Ils m’ont interrogé durant quinze jours, sur les routes à travers lesquelles je faisais passer les armes et la propagande. Je passais toute la journée dans le cachot et la nuit ils m’interrogeaient. Manzanas me disait que j’étais l’individu le plus cynique qu’il avait jamais vu, que j’avais un sacré culot. Ils m’ont dit aussi que s’ils avaient parfois utilisé la violence c’était la faute du prisonnier, qui avait tenté de s’emparer de leur revolver. Ils ne me touchaient pas et Manzanas me dit: «J’espère que tu t’en souviendras, quand tu sortiras d’ici et que tu raconteras à tes acolytes comment nous t’avons traité!» Ils se comportaient ainsi car, à la fin de l’année 1948, le Régime commençait à s’affaiblir et ils ne savaient pas réellement ce qu’il allait devenir. Ils craignaient que les gens commencent à leur cracher dessus ou qu’on veuille les tuer. Cinq ans avant ou cinq ans après, je ne serais plus là pour le raconter. Après les interrogatoires, j’ai passé quatre mois à Ondarreta.
Finalement, je fus condamné à seulement cinq ans de liberté surveillée, pour passage illégal de la frontière, avec ordre de confinement à Barcelone. Ni prison, ni personne m’accusant de quoi que ce soit. Ils ont même oublié que j’étais déserteur de l’Armée franquiste.

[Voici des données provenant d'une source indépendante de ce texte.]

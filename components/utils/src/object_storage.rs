// Copyright 2024 stratus
//
// Licensed under the Apache License, Version 2.0 (the "License");
// you may not use this file except in compliance with the License.
// You may obtain a copy of the License at
//
//      http://www.apache.org/licenses/LICENSE-2.0
//
// Unless required by applicable law or agreed to in writing, software
// distributed under the License is distributed on an "AS IS" BASIS,
// WITHOUT WARRANTIES OR CONDITIONS OF ANY KIND, either express or implied.
// See the License for the specific language governing permissions and
// limitations under the License.

use std::path::Path;

use serde::{Deserialize, Serialize};
use stratus_common::STRATUS_DEBUG_BUCKET;

pub type ObjectStorage = opendal::Operator;

pub type ObjectStorageError = opendal::Error;

pub fn is_not_found_error(e: &ObjectStorageError) -> bool {
    e.kind() == opendal::ErrorKind::NotFound
}

/// Connection settings of an S3 compatible service.
#[derive(Debug, Clone, Serialize, Deserialize, Eq, PartialEq)]
pub struct S3Config {
    pub endpoint: String,
    pub region: String,
    pub bucket: String,
    pub access_key_id: String,
    pub secret_access_key: String,
    /// All keys are resolved relative to this root inside the bucket.
    pub root: String,
}

impl Default for S3Config {
    fn default() -> Self {
        // a local minio.
        Self {
            endpoint: "http://localhost:9000".to_string(),
            region: "us-east-1".to_string(),
            bucket: STRATUS_DEBUG_BUCKET.to_string(),
            access_key_id: "minioadmin".to_string(),
            secret_access_key: "minioadmin".to_string(),
            root: "/".to_string(),
        }
    }
}

pub fn new_memory_object_storage(root: &str) -> Result<ObjectStorage, ObjectStorageError> {
    let mut builder = opendal::services::Memory::default();
    builder.root(root);
    Ok(opendal::Operator::new(builder)?.finish())
}

pub fn new_fs_object_storage<P: AsRef<Path>>(path: P) -> Result<ObjectStorage, ObjectStorageError> {
    let path = path.as_ref();
    std::fs::create_dir_all(path).map_err(|e| {
        opendal::Error::new(
            opendal::ErrorKind::Unexpected,
            &format!("failed to create {}", path.display()),
        )
        .set_source(e)
    })?;
    let mut builder = opendal::services::Fs::default();
    builder.root(&path.to_string_lossy());
    Ok(opendal::Operator::new(builder)?.finish())
}

pub fn new_s3_object_storage(config: &S3Config) -> Result<ObjectStorage, ObjectStorageError> {
    let mut builder = opendal::services::S3::default();
    builder
        .endpoint(&config.endpoint)
        .region(&config.region)
        .bucket(&config.bucket)
        .access_key_id(&config.access_key_id)
        .secret_access_key(&config.secret_access_key)
        .root(&config.root);
    Ok(opendal::Operator::new(builder)?.finish())
}
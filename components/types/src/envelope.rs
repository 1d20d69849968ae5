// Copyright 2024 stratus
//
// Licensed under the Apache License, Version 2.0 (the "License");
// you may not use this file except in compliance with the License.
// You may obtain a copy of the License at
//
//      http://www.apache.org/licenses/LICENSE-2.0
//
// Unless required by applicable law or agreed to in writing, software
// distributed under the License is distributed on an "AS IS" BASIS,
// WITHOUT WARRANTIES OR CONDITIONS OF ANY KIND, either express or implied.
// See the License for the specific language governing permissions and
// limitations under the License.

//! A self-describing wrapper around a bincode payload.
//!
//! Layout, little-endian:
//!
//! ```text
//! | magic: u32 | codec: u32 | payload_len: u64 | payload ... |
//! ```

use byteorder::{ByteOrder, LittleEndian};
use serde::{de::DeserializeOwned, Serialize};
use snafu::{ensure, ResultExt};

use crate::err::{
    DecodeEnvelopeSnafu, EncodeEnvelopeSnafu, EnvelopeLengthMismatchSnafu, EnvelopeTooShortSnafu,
    InvalidEnvelopeMagicSnafu, Result, UnsupportedEnvelopeCodecSnafu,
};

pub const ENVELOPE_MAGIC: u32 = u32::from_le_bytes(*b"ENV1");
pub const ENVELOPE_HEADER_SIZE: usize = 16;

#[derive(Debug, Clone, Copy, Eq, PartialEq)]
#[repr(u32)]
pub enum Codec {
    None = 0,
}

impl TryFrom<u32> for Codec {
    type Error = u32;

    fn try_from(value: u32) -> std::result::Result<Self, Self::Error> {
        match value {
            0 => Ok(Codec::None),
            other => Err(other),
        }
    }
}

pub fn serialize_with_envelope<T: Serialize>(value: &T) -> Result<Vec<u8>> {
    let payload = bincode::serialize(value).context(EncodeEnvelopeSnafu)?;
    let mut buf = vec![0u8; ENVELOPE_HEADER_SIZE];
    LittleEndian::write_u32(&mut buf[0..4], ENVELOPE_MAGIC);
    LittleEndian::write_u32(&mut buf[4..8], Codec::None as u32);
    LittleEndian::write_u64(&mut buf[8..16], payload.len() as u64);
    buf.extend_from_slice(&payload);
    Ok(buf)
}

pub fn deserialize_with_envelope<T: DeserializeOwned>(buf: &[u8]) -> Result<T> {
    ensure!(
        buf.len() >= ENVELOPE_HEADER_SIZE,
        EnvelopeTooShortSnafu {
            len: buf.len(),
            expected: ENVELOPE_HEADER_SIZE,
        }
    );
    let (header, payload) = buf.split_at(ENVELOPE_HEADER_SIZE);
    let magic = LittleEndian::read_u32(&header[0..4]);
    ensure!(magic == ENVELOPE_MAGIC, InvalidEnvelopeMagicSnafu { magic });

    let codec = LittleEndian::read_u32(&header[4..8]);
    match Codec::try_from(codec) {
        Ok(Codec::None) => {}
        Err(codec) => return UnsupportedEnvelopeCodecSnafu { codec }.fail(),
    }

    let declared = LittleEndian::read_u64(&header[8..16]);
    ensure!(
        declared == payload.len() as u64,
        EnvelopeLengthMismatchSnafu {
            declared,
            actual: payload.len() as u64,
        }
    );

    bincode::deserialize(payload).context(DecodeEnvelopeSnafu)
}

Je n’ai respecté le confinement que deux ans, car j’ai été opéré d’un rein et, convaincu que j’allais mourir, je suis rentré à Irun avec toute ma famille. Et je raconte mon cas au Commissaire, qui s’appelait Carretero. Je lui explique que j’avais violé l’ordre de confinement, qu’il pouvait faire ce qu’il voulait, mais que moi je n’avais pas l’intention de bouger de là. Il examine mon dossier et me dit: «Drôle d’oiseau! Vous avez fait tout ça tout seul? Bon, comme vous venez de perdre un rein et que vous êtes convalescent, vous pouvez rester». Et, à partir de là, ma vie est devenue plus «normale».